Les participants observèrent une minute de silence, rappelant l'ampleur de cet accident, le plus meurtrier dans l'Histoire du pays, qui continue d'enflammer la colère des Grecs. "Face à la tentative de dissimulation", a insisté Aslanidis, "notre détermination à obtenir la vérité est inébranlable." Les manifestants, solidaires, scandaient des slogans tels que "assassins!".
Des rassemblements ont eu lieu à travers le pays, marqués par l'arrêt complet des services ferroviaires et maritimes. À Athènes, des commerçants ont fermé boutique par crainte de tensions avec une police massivement déployée. "Nous n'oublions pas" parcourait les pancartes brandies, rappelant que "toute la Grèce était dans ce train".
Fani Christani, une étudiante de Thessalonique, a confié à l'AFP que "c’est notre génération qui a été touchée" dans cette tragédie, qu'elle lie à la perte d'un grand nombre d'étudiants rentrant du carnaval. "Nous avons transformé notre colère en promesse de lutte pour que ceux qui sont responsables soient punis", a-t-elle ajouté.
- Lacunes de l'État -
Le Premier ministre, Kyriakos Mitsotakis, a admis les "lacunes et les erreurs" de l'État, ayant été critiqué pour sa gestion de cette crise. Il a appelé à une détermination rigoureuse et impartiale des responsabilités.
Maria Karystianou, mère d'une victime, a exprimé son désespoir et son indignation, déclarant à l'AFP que cette tragédie a ravivé un sentiment de mépris face à l'incompétence des responsables. La tragédie de février a vu un train de marchandises entrer en collision frontale avec un autre transportant environ 350 passagers, soulevant d'emblée des questions sur la sécurité ferroviaire. Comment deux trains ont-ils pu circuler sur la même voie sans qu'aucun système d'alarme ne fonctionne?

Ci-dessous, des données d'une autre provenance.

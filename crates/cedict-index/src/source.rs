use std::fs::File;
use std::io::Read;
use std::path::Path;

use memmap2::Mmap;
use tracing::debug;

use crate::error::IndexError;

/// Strategy for loading source files.
#[derive(Clone, Copy, Debug, Default, Eq, PartialEq)]
pub enum LoadMode {
    /// Memory-map the file (fast, zero-copy).
    #[default]
    Mmap,
    /// Read the file into an owned buffer (portable fallback).
    Owned,
}

impl LoadMode {
    /// Parse `mmap`/`owned` (case-insensitive).
    pub fn from_name(raw: &str) -> Option<Self> {
        match raw.to_ascii_lowercase().as_str() {
            "mmap" => Some(LoadMode::Mmap),
            "owned" => Some(LoadMode::Owned),
            _ => None,
        }
    }
}

enum Buffer {
    Mmap(Mmap),
    Owned(String),
}

/// A whole source file held in memory, validated as UTF-8 at load time.
pub struct SourceText {
    name: String,
    buffer: Buffer,
}

impl SourceText {
    /// Load and validate a file. Errors name the path that failed.
    pub fn load(path: impl AsRef<Path>, mode: LoadMode) -> Result<Self, IndexError> {
        let path = path.as_ref();
        let name = path.display().to_string();
        let mut file = File::open(path).map_err(|e| IndexError::io(path, e))?;
        let len = file.metadata().map_err(|e| IndexError::io(path, e))?.len();

        let buffer = match mode {
            LoadMode::Mmap if len > 0 => {
                let map = unsafe { Mmap::map(&file) }.map_err(|e| IndexError::io(path, e))?;
                check_utf8(&name, &map)?;
                Buffer::Mmap(map)
            }
            _ => {
                let mut bytes = Vec::with_capacity(usize::try_from(len).unwrap_or(0));
                file.read_to_end(&mut bytes)
                    .map_err(|e| IndexError::io(path, e))?;
                let text = String::from_utf8(bytes)
                    .map_err(|e| encoding_error(&name, e.as_bytes(), e.utf8_error()))?;
                Buffer::Owned(text)
            }
        };
        debug!("loaded {name} ({len} bytes, {mode:?})");

        Ok(Self { name, buffer })
    }

    /// Wrap text that is already in memory under a display name.
    pub fn from_string(name: impl Into<String>, text: impl Into<String>) -> Self {
        Self {
            name: name.into(),
            buffer: Buffer::Owned(text.into()),
        }
    }

    /// Name used in error messages (the path for loaded files).
    pub fn name(&self) -> &str {
        &self.name
    }

    pub fn text(&self) -> &str {
        match &self.buffer {
            // SAFETY: the mapped bytes were checked by `check_utf8` in `load`.
            Buffer::Mmap(map) => unsafe { std::str::from_utf8_unchecked(map) },
            Buffer::Owned(text) => text,
        }
    }
}

fn check_utf8(name: &str, bytes: &[u8]) -> Result<(), IndexError> {
    std::str::from_utf8(bytes)
        .map(|_| ())
        .map_err(|e| encoding_error(name, bytes, e))
}

fn encoding_error(name: &str, bytes: &[u8], err: std::str::Utf8Error) -> IndexError {
    let byte = err.valid_up_to();
    let line = bytes[..byte].iter().filter(|b| **b == b'\n').count() + 1;
    IndexError::Encoding {
        name: name.to_string(),
        line,
        byte,
    }
}
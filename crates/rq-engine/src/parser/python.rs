use rq_core::{ClassFacts, FileFacts, FunctionFacts, ImportFact, Result};
use tree_sitter::{Node, Parser};

use super::LanguageParser;

/// Python analyzer backed by tree-sitter.
///
/// Extracts imports, classes (with methods and base names), and standalone
/// functions. Function bodies are walked once for call heads, so calls made
/// inside nested `def`s surface on the enclosing function; the nested
/// functions themselves are not emitted.
pub struct PythonParser;

impl PythonParser {
    pub fn new() -> Self {
        Self
    }

    fn create_parser() -> Result<Parser> {
        let mut parser = Parser::new();
        parser
            .set_language(&tree_sitter_python::LANGUAGE.into())
            .map_err(|e| rq_core::Error::Parse(format!("failed to load Python grammar: {e}")))?;
        Ok(parser)
    }

    fn node_text<'a>(node: &Node, source: &'a str) -> &'a str {
        node.utf8_text(source.as_bytes()).unwrap_or("")
    }

    /// Extract the docstring from a function or class body: the first
    /// statement, when it is a bare string expression. Returns an empty
    /// string when absent, matching the facts contract.
    fn extract_docstring(node: &Node, source: &str) -> String {
        let Some(body) = node.child_by_field_name("body") else {
            return String::new();
        };
        let Some(first_stmt) = body.named_child(0) else {
            return String::new();
        };
        if first_stmt.kind() != "expression_statement" {
            return String::new();
        }
        let Some(expr) = first_stmt.child(0) else {
            return String::new();
        };
        if expr.kind() != "string" {
            return String::new();
        }

        let raw = Self::node_text(&expr, source);
        Self::strip_string_delimiters(raw).trim().to_string()
    }

    /// Strip quote delimiters (and any `r`/`b`/`f` prefix) from a string
    /// literal's source text.
    fn strip_string_delimiters(raw: &str) -> &str {
        let body = raw.trim_start_matches(|c: char| c.is_ascii_alphabetic());
        for delim in ["\"\"\"", "'''", "\"", "'"] {
            if let Some(inner) = body
                .strip_prefix(delim)
                .and_then(|s| s.strip_suffix(delim))
            {
                return inner;
            }
        }
        body
    }

    /// Argument names from a `parameters` node, in declaration order.
    /// Splat parameters (`*args`, `**kwargs`) and bare separators are
    /// skipped, leaving plain, typed, and defaulted names.
    fn extract_args(node: &Node, source: &str) -> Vec<String> {
        let Some(params) = node.child_by_field_name("parameters") else {
            return Vec::new();
        };

        let mut args = Vec::new();
        let mut cursor = params.walk();
        for child in params.named_children(&mut cursor) {
            match child.kind() {
                "identifier" => {
                    args.push(Self::node_text(&child, source).to_string());
                }
                "default_parameter" | "typed_default_parameter" => {
                    if let Some(name) = child.child_by_field_name("name") {
                        if name.kind() == "identifier" {
                            args.push(Self::node_text(&name, source).to_string());
                        }
                    }
                }
                "typed_parameter" => {
                    if let Some(name) = child.named_child(0) {
                        if name.kind() == "identifier" {
                            args.push(Self::node_text(&name, source).to_string());
                        }
                    }
                }
                _ => {}
            }
        }
        args
    }

    /// Collect the invocation-head name of every `call` in the subtree.
    /// `a.b.c()` records `c`; duplicates keep their first position only.
    fn collect_calls(node: &Node, source: &str, seen: &mut Vec<String>) {
        if node.kind() == "call" {
            if let Some(func) = node.child_by_field_name("function") {
                let callee = match func.kind() {
                    "attribute" => func
                        .child_by_field_name("attribute")
                        .map(|a| Self::node_text(&a, source).to_string()),
                    "identifier" => Some(Self::node_text(&func, source).to_string()),
                    _ => None,
                };
                if let Some(name) = callee {
                    if !name.is_empty() && !seen.iter().any(|c| c == &name) {
                        seen.push(name);
                    }
                }
            }
        }

        let mut cursor = node.walk();
        for child in node.children(&mut cursor) {
            Self::collect_calls(&child, source, seen);
        }
    }

    /// Build `FunctionFacts` from a `function_definition` node.
    fn extract_function(node: &Node, source: &str) -> Option<FunctionFacts> {
        let name_node = node.child_by_field_name("name")?;
        let name = Self::node_text(&name_node, source).to_string();
        if name.is_empty() {
            return None;
        }

        let mut calls = Vec::new();
        if let Some(body) = node.child_by_field_name("body") {
            Self::collect_calls(&body, source, &mut calls);
        }

        Some(FunctionFacts {
            name,
            args: Self::extract_args(node, source),
            docstring: Self::extract_docstring(node, source),
            source_code: Self::node_text(node, source).to_string(),
            calls,
        })
    }

    /// Base-class names from the `superclasses` argument list. Only plain
    /// identifiers are kept; attribute bases like `module.Base` cannot be
    /// matched by name within the repo.
    fn extract_base_names(node: &Node, source: &str) -> Vec<String> {
        let Some(supers) = node.child_by_field_name("superclasses") else {
            return Vec::new();
        };

        let mut bases = Vec::new();
        let mut cursor = supers.walk();
        for child in supers.named_children(&mut cursor) {
            if child.kind() == "identifier" {
                bases.push(Self::node_text(&child, source).to_string());
            }
        }
        bases
    }

    /// Build `ClassFacts` from a `class_definition` node, collecting every
    /// method defined directly in the class body (decorated or not).
    fn extract_class(node: &Node, source: &str) -> Option<ClassFacts> {
        let name_node = node.child_by_field_name("name")?;
        let name = Self::node_text(&name_node, source).to_string();
        if name.is_empty() {
            return None;
        }

        let mut methods = Vec::new();
        if let Some(body) = node.child_by_field_name("body") {
            let mut cursor = body.walk();
            for stmt in body.named_children(&mut cursor) {
                let def = match stmt.kind() {
                    "function_definition" => Some(stmt),
                    "decorated_definition" => stmt
                        .child_by_field_name("definition")
                        .filter(|d| d.kind() == "function_definition"),
                    _ => None,
                };
                if let Some(def) = def {
                    if let Some(method) = Self::extract_function(&def, source) {
                        methods.push(method);
                    }
                }
            }
        }

        Some(ClassFacts {
            name,
            docstring: Self::extract_docstring(node, source),
            base_classes: Self::extract_base_names(node, source),
            methods,
        })
    }

    /// Imports from an `import_statement`, e.g. `import os, sys as system`.
    fn extract_import_statement(node: &Node, source: &str) -> Vec<ImportFact> {
        let mut imports = Vec::new();
        let mut cursor = node.walk();

        for child in node.named_children(&mut cursor) {
            match child.kind() {
                "dotted_name" => {
                    let module = Self::node_text(&child, source).to_string();
                    if !module.is_empty() {
                        imports.push(ImportFact { module, name: None, alias: None });
                    }
                }
                "aliased_import" => {
                    if let Some(name_node) = child.child_by_field_name("name") {
                        let module = Self::node_text(&name_node, source).to_string();
                        let alias = child
                            .child_by_field_name("alias")
                            .map(|a| Self::node_text(&a, source).to_string());
                        imports.push(ImportFact { module, name: None, alias });
                    }
                }
                _ => {}
            }
        }

        imports
    }

    /// Imports from an `import_from_statement`, e.g.
    /// `from os.path import join, exists as there` or `from . import util`.
    fn extract_import_from_statement(node: &Node, source: &str) -> Vec<ImportFact> {
        let module = node
            .child_by_field_name("module_name")
            .map(|m| Self::node_text(&m, source).to_string())
            .unwrap_or_default();

        let mut imports = Vec::new();
        let mut cursor = node.walk();
        let mut past_import_keyword = false;

        for child in node.children(&mut cursor) {
            if child.kind() == "import" {
                past_import_keyword = true;
                continue;
            }
            if !past_import_keyword {
                continue;
            }

            match child.kind() {
                "dotted_name" | "identifier" => {
                    let name = Self::node_text(&child, source).to_string();
                    if !name.is_empty() {
                        imports.push(ImportFact {
                            module: module.clone(),
                            name: Some(name),
                            alias: None,
                        });
                    }
                }
                "aliased_import" => {
                    if let Some(name_node) = child.child_by_field_name("name") {
                        let name = Self::node_text(&name_node, source).to_string();
                        let alias = child
                            .child_by_field_name("alias")
                            .map(|a| Self::node_text(&a, source).to_string());
                        imports.push(ImportFact { module: module.clone(), name: Some(name), alias });
                    }
                }
                "wildcard_import" => {
                    imports.push(ImportFact {
                        module: module.clone(),
                        name: Some("*".to_string()),
                        alias: None,
                    });
                }
                _ => {}
            }
        }

        imports
    }
}

impl Default for PythonParser {
    fn default() -> Self {
        Self::new()
    }
}

impl LanguageParser for PythonParser {
    fn extensions(&self) -> &[&str] {
        &["py"]
    }

    fn parse(&self, source: &str) -> Result<FileFacts> {
        if source.trim().is_empty() {
            return Ok(FileFacts::default());
        }

        let mut parser = Self::create_parser()?;
        let tree = parser
            .parse(source, None)
            .ok_or_else(|| rq_core::Error::Parse("tree-sitter parse returned None".into()))?;
        let root = tree.root_node();

        // A file with syntax errors contributes no facts; the caller logs
        // and continues with the rest of the repository.
        if root.has_error() {
            return Err(rq_core::Error::Parse("syntax error in source file".into()));
        }

        let mut facts = FileFacts::default();
        let mut cursor = root.walk();

        for node in root.children(&mut cursor) {
            match node.kind() {
                "import_statement" => {
                    facts.imports.extend(Self::extract_import_statement(&node, source));
                }
                "import_from_statement" => {
                    facts
                        .imports
                        .extend(Self::extract_import_from_statement(&node, source));
                }
                "function_definition" => {
                    if let Some(func) = Self::extract_function(&node, source) {
                        facts.functions.push(func);
                    }
                }
                "class_definition" => {
                    if let Some(class) = Self::extract_class(&node, source) {
                        facts.classes.push(class);
                    }
                }
                "decorated_definition" => {
                    if let Some(def) = node.child_by_field_name("definition") {
                        match def.kind() {
                            "function_definition" => {
                                if let Some(func) = Self::extract_function(&def, source) {
                                    facts.functions.push(func);
                                }
                            }
                            "class_definition" => {
                                if let Some(class) = Self::extract_class(&def, source) {
                                    facts.classes.push(class);
                                }
                            }
                            _ => {}
                        }
                    }
                }
                _ => {}
            }
        }

        Ok(facts)
    }
}
//! Ingestion task: runs the full pipeline for one registered data source
//! and keeps its status row honest.

use rq_engine::fetch::build_clone_url;
use rq_engine::IngestionPipeline;
use rq_core::Result;
use tracing::{error, info};
use uuid::Uuid;

use crate::state::AppState;

pub async fn process_data_source(platform: &AppState, data_source_id: Uuid) -> Result<()> {
    let store = platform.data_sources();
    let source = store
        .get(data_source_id)
        .await?
        .ok_or_else(|| rq_core::Error::NotFound(format!("data source {data_source_id}")))?;

    info!(%data_source_id, name = %source.name, "starting ingestion");

    let repo_full_name = source.repo_full_name().ok_or_else(|| {
        rq_core::Error::MissingInput(
            "repository name not found in data source connection details".into(),
        )
    })?;
    let token = platform
        .secrets
        .get(rq_core::secrets::services::GIT_ACCESS_TOKEN)
        .await?;
    let clone_url = build_clone_url(&repo_full_name, token.as_deref());

    let pipeline = IngestionPipeline::new(
        platform.graph.clone(),
        platform.vectors.clone(),
        platform.embedder.clone(),
        platform.ingest.clone(),
    );

    match pipeline.run(data_source_id, &clone_url).await {
        Ok(report) => {
            store.mark_indexed(data_source_id).await?;
            info!(
                %data_source_id,
                files = report.files_seen,
                parsed = report.files_parsed,
                chunks = report.chunks_indexed,
                "data source indexed"
            );
            Ok(())
        }
        Err(e) => {
            // Flip the row to failed, then re-raise so the queue records
            // the failure too.
            if let Err(status_err) = store.mark_failed(data_source_id).await {
                error!(%data_source_id, error = %status_err, "could not record failed status");
            }
            Err(e)
        }
    }
}
//! The closed tool set the planner can schedule.

use serde::{Deserialize, Serialize};

#[derive(Debug, Clone, Copy, PartialEq, Eq, Serialize, Deserialize)]
#[serde(rename_all = "snake_case")]
pub enum ToolKind {
    KnowledgeGraphSearch,
    SemanticCodeSearch,
    FileReaderTool,
    /// A plan step that names no known tool. Recorded so the loop still
    /// advances through the plan.
    NoOp,
}

impl ToolKind {
    pub fn name(&self) -> &'static str {
        match self {
            Self::KnowledgeGraphSearch => "knowledge_graph_search",
            Self::SemanticCodeSearch => "semantic_code_search",
            Self::FileReaderTool => "file_reader_tool",
            Self::NoOp => "no_op",
        }
    }

    /// Tagged dispatch over a plan step's instruction text.
    pub fn from_step(step: &str) -> Self {
        let step = step.to_lowercase();
        if step.contains("knowledge_graph_search") {
            Self::KnowledgeGraphSearch
        } else if step.contains("semantic_code_search") {
            Self::SemanticCodeSearch
        } else if step.contains("file_reader_tool") {
            Self::FileReaderTool
        } else {
            Self::NoOp
        }
    }
}

impl std::fmt::Display for ToolKind {
    fn fmt(&self, f: &mut std::fmt::Formatter<'_>) -> std::fmt::Result {
        write!(f, "{}", self.name())
    }
}

#[cfg(test)]
mod tests {
    use super::*;

    #[test]
    fn dispatch_matches_tool_names_case_insensitively() {
        assert_eq!(
            ToolKind::from_step("Use 'knowledge_graph_search' to find callers of X."),
            ToolKind::KnowledgeGraphSearch
        );
        assert_eq!(
            ToolKind::from_step("Run SEMANTIC_CODE_SEARCH for auth flow."),
            ToolKind::SemanticCodeSearch
        );
        assert_eq!(
            ToolKind::from_step("Use 'file_reader_tool' to read 'app.py'."),
            ToolKind::FileReaderTool
        );
        assert_eq!(ToolKind::from_step("Think about the answer."), ToolKind::NoOp);
    }
}
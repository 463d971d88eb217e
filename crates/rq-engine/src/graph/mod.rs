//! Property-graph abstraction for structural code facts.
//!
//! The trait is the seam between the ingestion pipeline / query agent and
//! the backing graph engine. All write operations use merge semantics and
//! key every node on `repo_id`, so re-ingestion is idempotent and multiple
//! repositories coexist in one store.

pub mod neo4j;

pub use neo4j::Neo4jCodeGraph;

use async_trait::async_trait;
use rq_core::{RepoId, Result};

/// Kind of node a CONTAINS edge points at.
#[derive(Debug, Clone, Copy, PartialEq, Eq)]
pub enum ChildKind {
    Directory,
    File,
}

impl ChildKind {
    pub fn label(&self) -> &'static str {
        match self {
            Self::Directory => "Directory",
            Self::File => "File",
        }
    }
}

/// Trait for code-graph backends.
#[async_trait]
pub trait CodeGraph: Send + Sync + 'static {
    async fn upsert_directory(&self, repo_id: RepoId, path: &str) -> Result<()>;

    /// Link a parent Directory to a child Directory or File.
    async fn link_contains(
        &self,
        repo_id: RepoId,
        parent_path: &str,
        child_path: &str,
        child_kind: ChildKind,
    ) -> Result<()>;

    async fn upsert_file(&self, repo_id: RepoId, path: &str) -> Result<()>;

    /// Create or merge a Class node and its DEFINES_CLASS edge. The summary
    /// and base names are set on create only; inheritance edges are emitted
    /// separately once every Class node exists.
    async fn upsert_class(
        &self,
        repo_id: RepoId,
        file_path: &str,
        name: &str,
        docstring: &str,
        base_class_names: &[String],
    ) -> Result<()>;

    /// Create or merge a Function node. With `class_name` the function is a
    /// method linked via HAS_METHOD; otherwise it hangs off its file via
    /// DEFINES_FUNCTION.
    async fn upsert_function(
        &self,
        repo_id: RepoId,
        file_path: &str,
        name: &str,
        docstring: &str,
        class_name: Option<&str>,
    ) -> Result<()>;

    /// Add a CALLS edge. The callee is matched by `{name, repo_id}` only;
    /// when several functions share the name, every match gets an edge.
    async fn add_call(
        &self,
        repo_id: RepoId,
        caller_name: &str,
        caller_file: &str,
        callee_name: &str,
    ) -> Result<()>;

    /// Add an IMPORTS edge from a file to a (global) Module node.
    async fn add_import(&self, repo_id: RepoId, file_path: &str, module_name: &str) -> Result<()>;

    /// Add INHERITS_FROM edges to every base class that exists in the same
    /// repo; unresolvable base names are dropped.
    async fn add_inherits(
        &self,
        repo_id: RepoId,
        class_name: &str,
        file_path: &str,
        base_names: &[String],
    ) -> Result<()>;

    /// Run a read-only graph query and return one record per row.
    async fn run_query(&self, query: &str) -> Result<Vec<serde_json::Value>>;

    /// Textual schema of the graph, for prompt construction.
    fn schema_description(&self) -> String;

    /// Remove every node carrying this `repo_id` together with its
    /// relationships. Global Module nodes are left in place.
    async fn cascade_delete(&self, repo_id: RepoId) -> Result<()>;
}

/// Schema text shared by every backend that implements the standard layout.
///
/// This is what the graph-query generator sees, so it names exactly the
/// labels, properties, and relationship types the ingestion pipeline writes.
pub const GRAPH_SCHEMA: &str = "\
Node labels and properties:
  Directory {path: STRING, repo_id: STRING, summary: STRING}
  File {path: STRING, repo_id: STRING, summary: STRING}
  Class {name: STRING, file_path: STRING, repo_id: STRING, summary: STRING, base_classes: LIST}
  Function {name: STRING, file_path: STRING, repo_id: STRING, summary: STRING}
  Module {name: STRING}
Relationships:
  (Directory)-[:CONTAINS]->(Directory|File)
  (File)-[:DEFINES_CLASS]->(Class)
  (File)-[:DEFINES_FUNCTION]->(Function)
  (Class)-[:HAS_METHOD]->(Function)
  (Class)-[:INHERITS_FROM]->(Class)
  (Function)-[:CALLS]->(Function)
  (File)-[:IMPORTS]->(Module)";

Les Grecs découvrent aujourd'hui les nombreuses failles du réseau ferroviaire, dégradé par des années de gestion négligente, avec des systèmes de signalisation vétustes, malgré les investissements européens conséquents. Laura Kövesi, cheffe du Parquet européen, a affirmé que cette catastrophe aurait pu être évitée si des réformes avaient été mises en œuvre à temps.
Ce scandale s'est accompagné d'un échec judiciaire, avec deux anciens ministres sous enquête mais à ce jour, aucun n'a encore comparu en justice, une situation qui renforce le ressentiment face à un système politique jugé défaillant.
Des preuves clés ont été détruites rapidement, le site de l'accident étant rasé peu après. Les familles des victimes demandent également des examens médicaux pour savoir si leurs proches sont morts lors de l'impact ou de l'incendie subséquent. Une quarantaine de personnes, dont le chef de gare en service ce jour-là, doivent être jugées à partir du 23 mars.
Avant les commémorations, les noms des 57 victimes ont été peints en rouge sur l'esplanade du Parlement, un hommage tangible à la mémoire de ceux qui ont perdu la vie dans cette tragédie.